*Data shown:*
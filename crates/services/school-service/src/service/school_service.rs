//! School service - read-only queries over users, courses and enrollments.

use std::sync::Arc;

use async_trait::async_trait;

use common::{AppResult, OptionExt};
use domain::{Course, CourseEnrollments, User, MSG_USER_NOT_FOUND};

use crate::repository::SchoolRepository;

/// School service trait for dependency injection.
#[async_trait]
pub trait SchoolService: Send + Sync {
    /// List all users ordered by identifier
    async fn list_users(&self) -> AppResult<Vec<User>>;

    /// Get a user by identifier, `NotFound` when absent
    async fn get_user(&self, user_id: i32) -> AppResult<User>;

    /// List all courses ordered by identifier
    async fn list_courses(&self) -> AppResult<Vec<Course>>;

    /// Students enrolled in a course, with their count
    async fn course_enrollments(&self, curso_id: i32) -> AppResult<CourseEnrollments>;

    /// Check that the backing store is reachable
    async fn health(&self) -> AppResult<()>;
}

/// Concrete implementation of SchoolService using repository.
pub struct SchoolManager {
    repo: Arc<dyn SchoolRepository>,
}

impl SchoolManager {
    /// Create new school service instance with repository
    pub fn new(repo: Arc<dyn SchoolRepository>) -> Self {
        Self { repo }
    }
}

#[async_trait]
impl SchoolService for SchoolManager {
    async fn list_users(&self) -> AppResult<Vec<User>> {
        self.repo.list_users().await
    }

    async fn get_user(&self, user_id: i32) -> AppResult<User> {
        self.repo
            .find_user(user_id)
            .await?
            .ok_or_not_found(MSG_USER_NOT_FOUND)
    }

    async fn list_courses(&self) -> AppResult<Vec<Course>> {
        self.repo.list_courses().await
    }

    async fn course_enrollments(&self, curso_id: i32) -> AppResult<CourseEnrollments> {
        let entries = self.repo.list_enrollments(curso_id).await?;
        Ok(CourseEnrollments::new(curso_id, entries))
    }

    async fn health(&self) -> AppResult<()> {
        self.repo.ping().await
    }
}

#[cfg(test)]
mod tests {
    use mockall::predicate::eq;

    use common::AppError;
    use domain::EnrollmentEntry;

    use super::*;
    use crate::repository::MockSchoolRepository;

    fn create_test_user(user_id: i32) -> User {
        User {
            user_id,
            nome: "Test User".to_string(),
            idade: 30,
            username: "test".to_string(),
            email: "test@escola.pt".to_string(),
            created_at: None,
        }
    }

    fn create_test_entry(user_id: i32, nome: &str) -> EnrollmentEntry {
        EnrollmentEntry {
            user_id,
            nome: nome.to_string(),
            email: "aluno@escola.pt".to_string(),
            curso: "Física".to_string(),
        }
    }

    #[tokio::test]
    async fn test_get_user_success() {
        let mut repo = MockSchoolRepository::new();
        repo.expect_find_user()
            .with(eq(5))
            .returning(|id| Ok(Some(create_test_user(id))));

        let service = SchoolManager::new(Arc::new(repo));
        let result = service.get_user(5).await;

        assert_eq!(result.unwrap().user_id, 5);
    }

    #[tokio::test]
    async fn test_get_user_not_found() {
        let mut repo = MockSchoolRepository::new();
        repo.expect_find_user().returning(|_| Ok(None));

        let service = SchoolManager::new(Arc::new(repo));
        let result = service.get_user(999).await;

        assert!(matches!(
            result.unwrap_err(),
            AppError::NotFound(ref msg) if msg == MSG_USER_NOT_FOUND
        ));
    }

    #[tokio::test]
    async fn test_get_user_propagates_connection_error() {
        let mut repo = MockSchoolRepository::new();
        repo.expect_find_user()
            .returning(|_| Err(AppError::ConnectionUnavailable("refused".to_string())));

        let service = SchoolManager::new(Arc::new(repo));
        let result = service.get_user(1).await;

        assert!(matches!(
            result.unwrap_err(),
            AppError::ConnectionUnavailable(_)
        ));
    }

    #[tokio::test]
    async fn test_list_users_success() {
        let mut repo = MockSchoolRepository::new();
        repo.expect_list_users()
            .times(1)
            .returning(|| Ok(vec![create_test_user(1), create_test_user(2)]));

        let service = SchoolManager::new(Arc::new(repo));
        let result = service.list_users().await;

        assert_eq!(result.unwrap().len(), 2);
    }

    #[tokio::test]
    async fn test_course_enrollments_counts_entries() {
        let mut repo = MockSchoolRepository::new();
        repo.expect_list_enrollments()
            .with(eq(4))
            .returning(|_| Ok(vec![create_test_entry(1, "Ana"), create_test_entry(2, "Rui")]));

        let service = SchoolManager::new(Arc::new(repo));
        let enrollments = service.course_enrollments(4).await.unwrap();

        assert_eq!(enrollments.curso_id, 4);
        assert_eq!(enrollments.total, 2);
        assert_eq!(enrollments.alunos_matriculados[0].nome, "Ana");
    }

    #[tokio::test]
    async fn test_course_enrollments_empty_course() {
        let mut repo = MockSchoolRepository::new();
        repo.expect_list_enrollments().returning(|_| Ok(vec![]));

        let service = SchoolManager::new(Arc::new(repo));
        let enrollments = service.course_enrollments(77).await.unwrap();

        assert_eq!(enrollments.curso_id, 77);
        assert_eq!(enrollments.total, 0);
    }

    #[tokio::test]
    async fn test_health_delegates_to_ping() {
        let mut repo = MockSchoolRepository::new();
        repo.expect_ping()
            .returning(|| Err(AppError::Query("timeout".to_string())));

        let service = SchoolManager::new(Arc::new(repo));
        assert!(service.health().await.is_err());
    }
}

*Exercise requirements:*
Return the lines above that include the string "identifier".

*Task result:*
    /// List all users ordered by identifier
    /// Get a user by identifier, `NotFound` when absent
    /// List all courses ordered by identifier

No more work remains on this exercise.